The mean age of the cohort was 45.7 ± 12.7 years, 50.7% were females, 20.9% had cirrhosis, 35.8% were treatment-experienced and 97% were on haemodialysis. Three patients (F4) received 24-week treatment, 2 with GT4, and 1 with GT1a; and 19.4% were treated without RBV, including 9 GT1, and 4 GT4. Overall, 65 (97.1%) patients achieved SVR12, including 100% of those with a post-treatment follow-up (modified ITT analysis). Of the two patients without SVR12, one died from sepsis-related complications and the other from a myocardial infarction 2 weeks after completing therapy. Grades 3-4 anaemia occurred in 8.9%.

CONCLUSION

A 12-week regimen of OBV/PTV/r ± DSV with or without RBV is highly effective with a favourable safety profile amongst GT4 and GT1 patients with CKD stages 4-5. SVR12 rates were high regardless of patient characteristics.

摘要

背景与目的

有限的数据表明,奥贝胆酸/帕利瑞韦/利托那韦(OBV/PTV/r)联合达沙布韦(DSV)在治疗丙型肝炎病毒(HCV)基因型(GT)-4 方面具有很高的疗效,且在 GT1 患者中,联合使用达沙布韦(DSV)对慢性肾脏病(CKD)4-5 期(<30ml/min/1.73m)患者有效。

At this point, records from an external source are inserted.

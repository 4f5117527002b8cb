//! # Payments Client SDK
//!
//! A typed Rust client for the payment orchestration API.

use chrono::{DateTime, Utc};
use payments_types::{
    PaymentEvent, PaymentInfoRequest, PaymentIntentRequest, PaymentIntentResponse,
    PaymentMethodResponse, Transaction,
};
use reqwest::{Client, Url};
use reqwest::header::{CONTENT_TYPE, HeaderMap};
use serde::de::DeserializeOwned;

/// Error type for client operations.
#[derive(Debug, thiserror::Error)]
pub enum ClientError {
    #[error("HTTP error: {0}")]
    Http(#[from] reqwest::Error),

    #[error("API error: {status} - {message}")]
    Api { status: u16, message: String },

    #[error("JSON error: {0}")]
    Json(#[from] serde_json::Error),

    #[error("Invalid URL: {0}")]
    Url(String),
}

/// Payments API client.
pub struct PaymentsClient {
    base_url: String,
    http: Client,
}

impl PaymentsClient {
    /// Creates a new client.
    pub fn new(base_url: impl Into<String>) -> Self {
        Self {
            base_url: base_url.into().trim_end_matches('/').to_string(),
            http: Client::new(),
        }
    }

    /// Checks if the API is healthy.
    pub async fn health(&self) -> Result<bool, ClientError> {
        let resp = self
            .http
            .get(self.url(&["payments", "health"])?)
            .send()
            .await?;
        Ok(resp.status().is_success())
    }

    /// Creates a payment intent with `provider` and records it as pending.
    pub async fn create_intent(
        &self,
        provider: &str,
        req: &PaymentIntentRequest,
    ) -> Result<PaymentIntentResponse, ClientError> {
        self.post(&["payments", provider, "intent"], req).await
    }

    /// Charges the customer directly with the request's token.
    pub async fn charge(
        &self,
        provider: &str,
        req: &PaymentIntentRequest,
    ) -> Result<PaymentIntentResponse, ClientError> {
        self.post(&["payments", provider, "charge"], req).await
    }

    /// Fetches the provider's current view of an intent.
    pub async fn get_intent(
        &self,
        provider: &str,
        id: &str,
    ) -> Result<PaymentIntentResponse, ClientError> {
        let resp = self
            .http
            .get(self.url(&["payments", provider, "intent"])?)
            .query(&[("id", id)])
            .send()
            .await?;
        self.handle_response(resp).await
    }

    /// Pulls the provider's status for an intent into the local record.
    pub async fn sync_intent(
        &self,
        provider: &str,
        id: &str,
    ) -> Result<PaymentIntentResponse, ClientError> {
        let req = PaymentInfoRequest { id: id.to_string() };
        self.post(&["payments", provider, "intent", "sync"], &req)
            .await
    }

    /// Lists the payment methods remembered for a customer.
    pub async fn payment_methods(
        &self,
        customer_id: &str,
    ) -> Result<Vec<PaymentMethodResponse>, ClientError> {
        self.get(&["payments", "methods", customer_id]).await
    }

    /// Lists transactions still pending, created at or after `since`.
    pub async fn pending(
        &self,
        since: Option<DateTime<Utc>>,
    ) -> Result<Vec<Transaction>, ClientError> {
        let mut req = self.http.get(self.url(&["transactions", "pending"])?);
        if let Some(since) = since {
            req = req.query(&[("since", since.to_rfc3339())]);
        }
        let resp = req.send().await?;
        self.handle_response(resp).await
    }

    /// Delivers a raw webhook payload, as a provider would.
    pub async fn send_webhook(
        &self,
        provider: &str,
        payload: Vec<u8>,
        headers: HeaderMap,
    ) -> Result<PaymentEvent, ClientError> {
        let resp = self
            .http
            .post(self.url(&["webhooks", provider])?)
            .header(CONTENT_TYPE, "application/json")
            .headers(headers)
            .body(payload)
            .send()
            .await?;
        self.handle_response(resp).await
    }

    /// Appends `segments` to the base URL, percent-encoding each one.
    fn url(&self, segments: &[&str]) -> Result<Url, ClientError> {
        let mut url = Url::parse(&self.base_url)
            .map_err(|e| ClientError::Url(format!("{}: {}", self.base_url, e)))?;
        url.path_segments_mut()
            .map_err(|_| ClientError::Url(format!("{} cannot be a base URL", self.base_url)))?
            .pop_if_empty()
            .extend(segments);
        Ok(url)
    }

    async fn get<T: DeserializeOwned>(&self, segments: &[&str]) -> Result<T, ClientError> {
        let resp = self.http.get(self.url(segments)?).send().await?;
        self.handle_response(resp).await
    }

    async fn post<T: DeserializeOwned, B: serde::Serialize>(
        &self,
        segments: &[&str],
        body: &B,
    ) -> Result<T, ClientError> {
        let resp = self.http.post(self.url(segments)?).json(body).send().await?;
        self.handle_response(resp).await
    }

    async fn handle_response<T: DeserializeOwned>(
        &self,
        resp: reqwest::Response,
    ) -> Result<T, ClientError> {
        let status = resp.status();
        if status.is_success() {
            let body = resp.text().await?;
            Ok(serde_json::from_str(&body)?)
        } else {
            let body = resp.text().await.unwrap_or_default();
            let message = serde_json::from_str::<serde_json::Value>(&body)
                .ok()
                .and_then(|v| v.get("error").and_then(|e| e.as_str()).map(String::from))
                .unwrap_or(body);
            Err(ClientError::Api {
                status: status.as_u16(),
                message,
            })
        }
    }
}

我们评估了 OBV/PTV/r±DSV 在 GT1 和 GT4 感染患者中的真实世界安全性和疗效。

方法

在这项观察性队列研究(n=67)中,我们纳入了未经治疗或接受过聚乙二醇干扰素/利巴韦林(Peginterferon/RBV)治疗的 GT4 感染的 CKD4-5 期初治患者(n=32),这些患者接受了 12-24 周的 OBV/PTV/r±RBV 治疗,且 GT1 患者加用 DSV(n=35,其中 3 例合并 GT1/4 合并感染)。RBV 的剂量由医生根据患者的情况在 200mg 每周和 200mg 每日之间调整。主要终点是根据意向治疗(ITT)计算的 SVR12,以及严重不良事件的发生。

结果

队列的平均年龄为 45.7±12.7 岁,50.7%为女性,20.9%有肝硬化,35.8%为治疗经验丰富,97%为血液透析患者。3 例(F4)接受了 24 周的治疗,2 例为 GT4 感染,1 例为 GT1a 感染;19.4%的患者未接受 RBV 治疗,其中 9 例为 GT1 感染,4 例为 GT4 感染。总的来说,65 例(97.1%)患者达到了 SVR12,其中包括所有接受了治疗后随访(修正的 ITT 分析)的患者。在没有达到 SVR12 的 2 例患者中,1 例因感染性并发症死亡,另 1 例在完成治疗后 2 周因心肌梗死死亡。有 8.9%的患者出现了 3-4 级贫血。

结论

在 CKD 4-5 期的 GT4 和 GT1 患者中,OBV/PTV/r±DSV 联合或不联合 RBV 的 12 周治疗方案具有很高的疗效,且安全性良好。无论患者特征如何,SVR12 率均较高。